「城の崎温泉」です。
兵庫県の日本海側にある温泉です。
毎年夏になると、本屋で夏の文庫100選みたいなキャンペーンをやってますが、そこでたまたま
志賀直哉の「城の崎にて」があったのでぷらっと行ってみる気になりました。
きっと夏休みの宿題用です。内容は生命とは何かを描いた秀逸な短編です。子供の頃、読書感想文で書いた記憶があります。
もちろん、泊まりです。さすがに700キロは日帰り圏内を外れています。
宿にも温泉は当然ありますが、こういう場所ではやはり外湯です。宿の浴衣を着て下駄はいて温泉街を歩きます。
昔の面影を残した雰囲気ある温泉がたくさんあります。海に近いせいで塩分の入ったちょっとしょっぱい温泉です。
3箇所、外湯のはしごをしました。どこも雰囲気はいいのですが、私にはちょっと熱めであまり長く浸かってられません。
共同の外湯は全部で7箇所ありますが、湯治で来てるわけではないので、流石に全部回る根性はありません。
でも、街中の雰囲気は古きよき日本の温泉街という感じで、とってもよかったですね。
途中で、街の小さな本屋に入ったのですが、本棚1段が全部、「城の崎にて」でした。おそらく30冊以上ありました。

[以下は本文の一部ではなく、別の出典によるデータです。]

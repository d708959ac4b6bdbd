//! Traffic control status, metrics and reset endpoints

use crate::server::routes::ApiResponse;
use crate::server::state::AppState;
use crate::utils::error::GatewayError;
use actix_web::{HttpResponse, Result as ActixResult, web};
use serde::Serialize;
use tracing::{debug, info};

/// Configure traffic control routes
pub fn configure_routes(cfg: &mut web::ServiceConfig) {
    cfg.service(
        web::scope("/api/v1/traffic-control")
            .route("/status", web::get().to(status))
            .route("/metrics/{scope}", web::get().to(scope_metrics))
            .route("/reset/{scope}", web::post().to(reset_scope))
            .route("/anti-loop/reset", web::post().to(reset_anti_loop)),
    );
}

/// Result of a reset request
#[derive(Debug, Clone, Serialize)]
pub struct ResetResult {
    pub scope: String,
    /// False when the scope had no bucket or breaker yet
    pub reset: bool,
}

/// Controller-wide status
async fn status(state: web::Data<AppState>) -> ActixResult<HttpResponse> {
    debug!("Traffic control status requested");
    Ok(ApiResponse::success(state.controller.status()).to_http_response())
}

/// Metrics for one scope; 404 for a scope that has never been seen
async fn scope_metrics(
    state: web::Data<AppState>,
    path: web::Path<String>,
) -> ActixResult<HttpResponse> {
    let scope = path.into_inner();
    let metrics = state
        .controller
        .scope_metrics(&scope)
        .ok_or_else(|| GatewayError::not_found(format!("Unknown traffic control scope '{}'", scope)))?;
    Ok(ApiResponse::success(metrics).to_http_response())
}

async fn reset_scope(
    state: web::Data<AppState>,
    path: web::Path<String>,
) -> ActixResult<HttpResponse> {
    let scope = path.into_inner();
    let reset = state.controller.reset_scope(&scope);
    info!(scope = %scope, reset = reset, "Admin reset requested");
    Ok(ApiResponse::success(ResetResult { scope, reset }).to_http_response())
}

async fn reset_anti_loop(state: web::Data<AppState>) -> ActixResult<HttpResponse> {
    state.controller.reset_anti_loop();
    Ok(ApiResponse::success(state.controller.status().anti_loop).to_http_response())
}
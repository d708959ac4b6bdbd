//! Rate Limiting Implementation
//!
//! Per-scope token buckets with lazy refill. Each scope owns its own lock, so
//! unrelated scopes never contend.

mod limiter;
mod types;

#[cfg(test)]
mod tests;

// Re-export public types
pub use limiter::RateLimiter;
pub use types::{BucketSnapshot, RateLimitResult, TokenBucket};
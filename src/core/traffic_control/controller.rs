//! Traffic controller facade
//!
//! Composes the anti-loop guard, the per-scope circuit breakers and the token-bucket
//! limiter. Outbound checks run the gates in that order and the first rejection wins.

use super::anti_loop::{AntiLoopGuard, AntiLoopSnapshot};
use super::clock::{SharedClock, SystemClock};
use super::metrics::{ScopeMetrics, ScopeMetricsSnapshot};
use super::types::{Decision, Direction, INBOUND_BUCKET_PREFIX, InboundKey};
use crate::config::models::TrafficControlConfig;
use crate::config::validation::Validate;
use crate::core::rate_limiter::RateLimiter;
use crate::utils::error::recovery::{Admission, CircuitBreaker, CircuitState, RetryPolicy};
use crate::utils::error::{GatewayError, Result};
use crate::utils::logging::decision_log::{DecisionEvent, DecisionLogger};
use arc_swap::ArcSwap;
use dashmap::DashMap;
use serde::Serialize;
use std::collections::BTreeMap;
use std::sync::Arc;
use std::time::{Duration, Instant};
use tokio::task::JoinHandle;
use tokio::time::MissedTickBehavior;
use tracing::{debug, info};

/// Process-wide traffic controller
///
/// Construct once at startup and share as `Arc<TrafficController>`.
#[derive(Debug)]
pub struct TrafficController {
    config: ArcSwap<TrafficControlConfig>,
    clock: SharedClock,
    started_at: Instant,
    limiter: RateLimiter,
    breaker: CircuitBreaker,
    anti_loop: AntiLoopGuard,
    metrics: DashMap<String, Arc<ScopeMetrics>>,
    decision_log: Option<DecisionLogger>,
}

/// Controller-wide status
#[derive(Debug, Clone, Serialize)]
pub struct TrafficStatus {
    pub degraded: bool,
    pub anti_loop: AntiLoopSnapshot,
    pub active_scopes: Vec<String>,
    pub circuit_breakers: BTreeMap<String, CircuitState>,
    pub open_circuits: usize,
    pub tracked_buckets: usize,
    pub decision_log_enabled: bool,
    pub decision_log_dropped: u64,
    pub uptime_secs: u64,
}

impl TrafficController {
    /// Create a controller on the system clock
    pub fn new(config: TrafficControlConfig) -> Result<Self> {
        Self::with_clock(config, Arc::new(SystemClock))
    }

    /// Create a controller on an explicit clock
    pub fn with_clock(config: TrafficControlConfig, clock: SharedClock) -> Result<Self> {
        config.validate().map_err(GatewayError::Config)?;

        let decision_log = if config.logging.enabled {
            Some(DecisionLogger::start(&config.logging)?)
        } else {
            None
        };

        info!(
            outbound_capacity = config.outbound.default.capacity,
            inbound_capacity = config.inbound.default.capacity,
            failure_threshold = config.circuit_breaker.failure_threshold,
            anti_loop_cap = config.anti_loop.hard_cap,
            decision_log = decision_log.is_some(),
            "Traffic controller initialized"
        );

        Ok(Self {
            started_at: clock.now(),
            limiter: RateLimiter::new(clock.clone()),
            breaker: CircuitBreaker::new(clock.clone()),
            anti_loop: AntiLoopGuard::new(clock.clone()),
            config: ArcSwap::from_pointee(config),
            clock,
            metrics: DashMap::new(),
            decision_log,
        })
    }

    /// Gate an outbound call on `scope`: anti-loop guard, then breaker, then bucket
    pub fn check_outbound_request(&self, scope: &str) -> Decision {
        let config = self.config.load();

        let decision = if let Some(retry_after) = self.anti_loop.admit(scope, &config.anti_loop) {
            Decision::Degraded { retry_after }
        } else {
            match self.breaker.acquire(scope, &config.circuit_breaker) {
                Err(retry_after) => Decision::CircuitOpen { retry_after },
                Ok(admission) => {
                    let policy = config.outbound.policy_for(scope);
                    let result = self.limiter.check(scope, &policy);
                    match (result.allowed, admission) {
                        (true, Admission::Normal) => Decision::Allowed,
                        (true, Admission::Probe(id)) => Decision::Probe { id },
                        (false, admission) => {
                            if admission != Admission::Normal {
                                self.breaker.release_probe(scope);
                            }
                            Decision::RateLimited {
                                retry_after: result.retry_after.unwrap_or_default(),
                            }
                        }
                    }
                }
            }
        };

        self.scope_counters(scope).record_decision(&decision);
        if !decision.is_allowed() {
            debug!(scope = scope, decision = %decision, "Outbound request blocked");
        }
        self.log_event(|| DecisionEvent::decision(Direction::Outbound, scope, &decision));
        decision
    }

    /// Record the final outcome of an outbound call admitted as [`Decision::Allowed`]
    ///
    /// A call admitted as [`Decision::Probe`] must report through
    /// [`record_outbound_outcome`](Self::record_outbound_outcome) instead, otherwise the
    /// breaker keeps waiting for its probe.
    pub fn record_outbound_response(&self, scope: &str, success: bool, latency: Duration) {
        self.record_outbound_outcome(scope, Decision::Allowed, success, latency);
    }

    /// Record the final outcome of an outbound call, given the decision that admitted it
    pub fn record_outbound_outcome(
        &self,
        scope: &str,
        admitted_as: Decision,
        success: bool,
        latency: Duration,
    ) {
        let admission = match admitted_as {
            Decision::Probe { id } => Admission::Probe(id),
            _ => Admission::Normal,
        };
        let config = self.config.load();
        self.breaker
            .record_outcome(scope, admission, success, &config.circuit_breaker);
        self.scope_counters(scope).record_outcome(success, latency);
        self.log_event(|| DecisionEvent::outcome(scope, success, latency));
    }

    /// Count one upstream attempt by HTTP status
    pub fn record_status(&self, scope: &str, status: u16) {
        self.scope_counters(scope).record_status(status);
    }

    /// Count an attempt that failed without a response
    pub fn record_transport_error(&self, scope: &str) {
        self.scope_counters(scope).record_transport_error();
    }

    /// Count a retry on `scope`
    pub fn record_retry(&self, scope: &str) {
        self.scope_counters(scope).record_retry();
    }

    /// Gate an inbound request
    ///
    /// The bucket is keyed by endpoint group and the first present identifier
    /// (actor, then session, then client IP).
    pub fn check_inbound_request(
        &self,
        endpoint_group: &str,
        actor_id: Option<&str>,
        session_id: Option<&str>,
        client_ip: Option<&str>,
    ) -> Decision {
        let key = InboundKey::resolve(endpoint_group, actor_id, session_id, client_ip);
        self.check_inbound_key(&key)
    }

    /// Gate an inbound request for an already resolved key
    pub fn check_inbound_key(&self, key: &InboundKey) -> Decision {
        let config = self.config.load();
        let policy = config.inbound.policy_for(&key.group);
        let result = self.limiter.check(&key.bucket_key(), &policy);

        let decision = if result.allowed {
            Decision::Allowed
        } else {
            Decision::RateLimited {
                retry_after: result.retry_after.unwrap_or_default(),
            }
        };

        let scope = key.group_scope();
        self.scope_counters(&scope).record_decision(&decision);
        if !decision.is_allowed() {
            debug!(
                group = %key.group,
                identifier = key.identity.kind(),
                decision = %decision,
                "Inbound request throttled"
            );
        }
        self.log_event(|| {
            DecisionEvent::decision(Direction::Inbound, &scope, &decision)
                .with_identifier_kind(key.identity.kind())
        });
        decision
    }

    /// Retry policy for the current configuration
    pub fn retry_policy(&self) -> RetryPolicy {
        RetryPolicy::from_config(&self.config.load().retry)
    }

    /// Current configuration snapshot
    pub fn config(&self) -> Arc<TrafficControlConfig> {
        self.config.load_full()
    }

    /// Validate and atomically install a new configuration
    ///
    /// Buckets adopt changed capacities on their next check. Decision-log settings
    /// are fixed at construction.
    pub fn update_config(&self, config: TrafficControlConfig) -> Result<()> {
        config.validate().map_err(GatewayError::Validation)?;
        info!(
            outbound_scopes = config.outbound.scopes.len(),
            inbound_groups = config.inbound.groups.len(),
            "Installing new traffic control configuration"
        );
        self.config.store(Arc::new(config));
        Ok(())
    }

    /// Controller-wide status
    pub fn status(&self) -> TrafficStatus {
        let config = self.config.load();
        let anti_loop = self.anti_loop.snapshot(&config.anti_loop);

        let mut active_scopes: Vec<String> = self.metrics.iter().map(|e| e.key().clone()).collect();
        active_scopes.sort();

        let circuit_breakers: BTreeMap<String, CircuitState> = self
            .breaker
            .scopes()
            .into_iter()
            .map(|scope| {
                let state = self.breaker.state(&scope);
                (scope, state)
            })
            .collect();
        let open_circuits = circuit_breakers
            .values()
            .filter(|state| **state != CircuitState::Closed)
            .count();

        TrafficStatus {
            degraded: anti_loop.degraded,
            anti_loop,
            active_scopes,
            circuit_breakers,
            open_circuits,
            tracked_buckets: self.limiter.len(),
            decision_log_enabled: self.decision_log.is_some(),
            decision_log_dropped: self.decision_log.as_ref().map_or(0, DecisionLogger::dropped),
            uptime_secs: self
                .clock
                .now()
                .saturating_duration_since(self.started_at)
                .as_secs(),
        }
    }

    /// Metrics for one scope, `None` if the scope has never been seen
    pub fn scope_metrics(&self, scope: &str) -> Option<ScopeMetricsSnapshot> {
        let counters = self.metrics.get(scope).map(|m| m.value().clone())?;
        let mut snapshot = counters.snapshot(scope);
        snapshot.circuit_breaker = self.breaker.snapshot(scope);
        snapshot.bucket = self.limiter.snapshot(scope);
        Some(snapshot)
    }

    /// Breaker state for a scope
    pub fn circuit_state(&self, scope: &str) -> CircuitState {
        self.breaker.state(scope)
    }

    /// Whether the anti-loop guard is in degraded mode
    pub fn is_degraded(&self) -> bool {
        self.anti_loop.is_degraded(&self.config.load().anti_loop)
    }

    /// Refill the bucket and close the breaker for `scope`
    pub fn reset_scope(&self, scope: &str) -> bool {
        let bucket = self.limiter.reset(scope);
        let breaker = self.breaker.reset(scope);
        if bucket || breaker {
            info!(scope = scope, "Traffic control scope reset");
        }
        bucket || breaker
    }

    /// Leave degraded mode immediately
    pub fn reset_anti_loop(&self) {
        self.anti_loop.reset();
        info!("Anti-loop guard reset");
    }

    /// Forget inbound callers whose bucket has refilled to capacity
    ///
    /// Outbound scopes are bounded by configuration and keep their buckets for the
    /// metrics endpoint.
    pub fn evict_idle_buckets(&self) -> usize {
        let removed = self
            .limiter
            .evict_full(|key| key.starts_with(INBOUND_BUCKET_PREFIX));
        if removed > 0 {
            debug!(
                removed = removed,
                tracked = self.limiter.len(),
                "Evicted idle inbound buckets"
            );
        }
        removed
    }

    /// Start background eviction of idle inbound buckets
    pub fn start_cleanup_task(self: Arc<Self>, every: Duration) -> JoinHandle<()> {
        tokio::spawn(async move {
            let mut interval = tokio::time::interval(every);
            interval.set_missed_tick_behavior(MissedTickBehavior::Delay);
            loop {
                interval.tick().await;
                self.evict_idle_buckets();
            }
        })
    }

    fn scope_counters(&self, scope: &str) -> Arc<ScopeMetrics> {
        if let Some(metrics) = self.metrics.get(scope) {
            return metrics.value().clone();
        }
        self.metrics
            .entry(scope.to_string())
            .or_default()
            .value()
            .clone()
    }

    fn log_event<F: FnOnce() -> DecisionEvent>(&self, event: F) {
        if let Some(logger) = &self.decision_log {
            logger.log(event());
        }
    }
}
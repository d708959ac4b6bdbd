use super::types::HttpClientConfig;
use crate::utils::error::{GatewayError, Result};
use reqwest::header::{HeaderMap, HeaderName, HeaderValue, RETRY_AFTER};
use std::time::Duration;

/// Longest upstream error body kept in error messages
const MAX_ERROR_BODY: usize = 512;

/// Utility functions for HTTP client operations
pub struct ClientUtils;

impl ClientUtils {
    /// Creates an async HTTP client with the specified configuration
    pub fn create_http_client(config: &HttpClientConfig) -> Result<reqwest::Client> {
        let mut builder = reqwest::Client::builder()
            .timeout(config.timeout)
            .connect_timeout(config.connect_timeout)
            .user_agent(&config.user_agent)
            .default_headers(Self::default_headers(config)?);

        if let Some(proxy_url) = &config.proxy {
            let proxy = reqwest::Proxy::all(proxy_url)
                .map_err(|e| GatewayError::Config(format!("Invalid proxy configuration: {}", e)))?;
            builder = builder.proxy(proxy);
        }

        builder
            .build()
            .map_err(|e| GatewayError::Config(format!("Failed to build HTTP client: {}", e)))
    }

    /// Creates a blocking HTTP client with the specified configuration
    pub fn create_blocking_client(config: &HttpClientConfig) -> Result<reqwest::blocking::Client> {
        let mut builder = reqwest::blocking::Client::builder()
            .timeout(config.timeout)
            .connect_timeout(config.connect_timeout)
            .user_agent(&config.user_agent)
            .default_headers(Self::default_headers(config)?);

        if let Some(proxy_url) = &config.proxy {
            let proxy = reqwest::Proxy::all(proxy_url)
                .map_err(|e| GatewayError::Config(format!("Invalid proxy configuration: {}", e)))?;
            builder = builder.proxy(proxy);
        }

        builder
            .build()
            .map_err(|e| GatewayError::Config(format!("Failed to build HTTP client: {}", e)))
    }

    fn default_headers(config: &HttpClientConfig) -> Result<HeaderMap> {
        let mut headers = HeaderMap::new();
        for (key, value) in &config.default_headers {
            let name = HeaderName::from_bytes(key.as_bytes())
                .map_err(|e| GatewayError::Config(format!("Invalid header name '{}': {}", key, e)))?;
            let value = HeaderValue::from_str(value).map_err(|e| {
                GatewayError::Config(format!("Invalid header value for '{}': {}", key, e))
            })?;
            headers.insert(name, value);
        }
        Ok(headers)
    }

    /// Whether a status is worth retrying: 408, 429 and every 5xx
    pub fn is_retryable_status(status: u16) -> bool {
        matches!(status, 408 | 429 | 500..=599)
    }

    /// Whether a status counts as a successful call (2xx and 3xx)
    pub fn is_success_status(status: u16) -> bool {
        (200..400).contains(&status)
    }

    /// Timeouts and connection-level failures are transient; builder or decode errors are not
    pub fn is_transient_transport(error: &reqwest::Error) -> bool {
        error.is_timeout() || error.is_connect() || error.is_request()
    }

    /// Extracts `Retry-After` (delta seconds) from response headers
    pub fn extract_retry_after(headers: &HeaderMap) -> Option<Duration> {
        headers
            .get(RETRY_AFTER)
            .and_then(|value| value.to_str().ok())
            .and_then(|value| value.trim().parse::<u64>().ok())
            .map(Duration::from_secs)
    }

    /// Builds an error message from an upstream body, falling back to the reason phrase
    pub fn error_message(status: reqwest::StatusCode, body: &str) -> String {
        let body = body.trim();
        if body.is_empty() {
            return status
                .canonical_reason()
                .unwrap_or("Unknown status")
                .to_string();
        }
        if body.len() <= MAX_ERROR_BODY {
            return body.to_string();
        }
        let mut end = MAX_ERROR_BODY;
        while !body.is_char_boundary(end) {
            end -= 1;
        }
        format!("{}...", &body[..end])
    }
}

店の人に話を聞いてみると、こちらでは中学生になると全生徒に本が配られているそうです。
ちなみに「売れてますか」と聞いたら「そういうわけで、ほとんど売れません」と言ってました。
ちょっとおかしかったので1冊買ってあげることにしました。
しかし、故郷を大事にするいい習慣だと思うので、ずっと続けてもらいたいものです。
かつて電車がこの橋から落ちて有名になった「餘部鉄橋」です。
城の崎から30分くらいのところにあるのでちょっと行ってみました。
この橋自体は、老朽化のため、かけ直し工事をしていてそのうち無くなってしまうそうです。
日本海は夕日がきれいです。夕日100選に選ばれている風景です。
関東からだとちょっとアクセスはよくないですが、なんだか日本の原風景みたいなところでとてもいいところです。機会があればぜひ行ってみてください。